Thromboembolism is an acute blockage of vital blood vessels by a blood clot that has entered the circulating blood. The consequence of this process can be deep vein thrombosis, ischemic stroke, myocardial infarction, and other equally serious disorders. And during pregnancy, blood clots can pose a threat to the life of both the mother and the fetus.
Why do blood clots form?
The process of thrombosis is triggered by slowing down the blood flow in the veins of the lower extremities, damage and disruption of the function of the vascular wall, as well as with increased blood clotting ability, that is, thrombophilia.
- Hereditary predisposition plays an important role in the development of thrombophilia. Changes in the structure of the genes of the blood clotting system, responsible for maintaining a constant level of its fluidity, can increase the risk of thrombosis tenfold.
- Another important factor predisposing to thrombophilia is an increased level of homocysteine, an intermediate product of folic acid (vitamin B9) metabolism.
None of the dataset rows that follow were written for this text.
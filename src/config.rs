use anyhow::Context;
use serde::{Deserialize, Serialize};
use std::path::Path;
use tracing::warn;

pub const CONFIG_FILE_NAME: &str = "config.json";

/// Workspace settings stored next to the database.
#[derive(Debug, Clone, PartialEq, Eq, Serialize, Deserialize)]
#[serde(rename_all = "camelCase", default)]
pub struct AppConfig {
    pub version: String,
    pub developer: String,
}

impl Default for AppConfig {
    fn default() -> Self {
        AppConfig {
            version: env!("CARGO_PKG_VERSION").to_string(),
            developer: "attendanced".to_string(),
        }
    }
}

impl AppConfig {
    /// Loads `config.json` from the workspace, writing defaults when the file
    /// is absent. A corrupt file falls back to defaults and is left in place.
    pub fn load_or_init(workspace: &Path) -> AppConfig {
        let path = workspace.join(CONFIG_FILE_NAME);
        if !path.exists() {
            let cfg = AppConfig::default();
            if let Err(e) = cfg.save(workspace) {
                warn!(error = %format!("{e:#}"), "failed to write default config");
            }
            return cfg;
        }
        match Self::read(&path) {
            Ok(cfg) => cfg,
            Err(e) => {
                warn!(error = %format!("{e:#}"), "using default config");
                AppConfig::default()
            }
        }
    }

    fn read(path: &Path) -> anyhow::Result<AppConfig> {
        let text = std::fs::read_to_string(path)
            .with_context(|| format!("failed to read {}", path.to_string_lossy()))?;
        serde_json::from_str(&text)
            .with_context(|| format!("{} is invalid JSON", path.to_string_lossy()))
    }

    pub fn save(&self, workspace: &Path) -> anyhow::Result<()> {
        let path = workspace.join(CONFIG_FILE_NAME);
        let text = serde_json::to_string_pretty(self).context("failed to serialize config")?;
        std::fs::write(&path, text)
            .with_context(|| format!("failed to write {}", path.to_string_lossy()))
    }
}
Due to disorders in the genes of folic acid metabolism, the predominance of meat in food, or other reasons, homocysteine accumulates in the blood plasma and has a toxic effect on the vessel wall, leading to increased clotting and thrombosis.
Genetic analysis of the blood coagulation system genes and assessment of the level of homocysteine in plasma are recommended for:
* massive surgical interventions;
* prolonged immobilization after surgery;
* increased body weight;
* cardiovascular diseases (varicose veins of the lower extremities,
hypertension, atrial fibrillation, atherosclerosis, etc.);
* oncological diseases;
* when taking combined oral contraceptives and hormone replacement therapy.
It is also mandatory to consult with a specialist when:
* thrombosis in relatives (heart attacks, ischemic strokes, thromboembolism);
* single thrombosis before the age of 50 or multiple thrombosis;
* pregnancy planning;
* complicated obstetric history.
The data obtained as a result of a comprehensive molecular genetic analysis of the blood coagulation system genes and an assessment of the level of homocysteine will allow us to assess the risk of developing various diseases. Knowing about the hereditary predisposition, it becomes possible to take timely measures to prevent diseases, and, consequently, to reduce the likelihood of complications.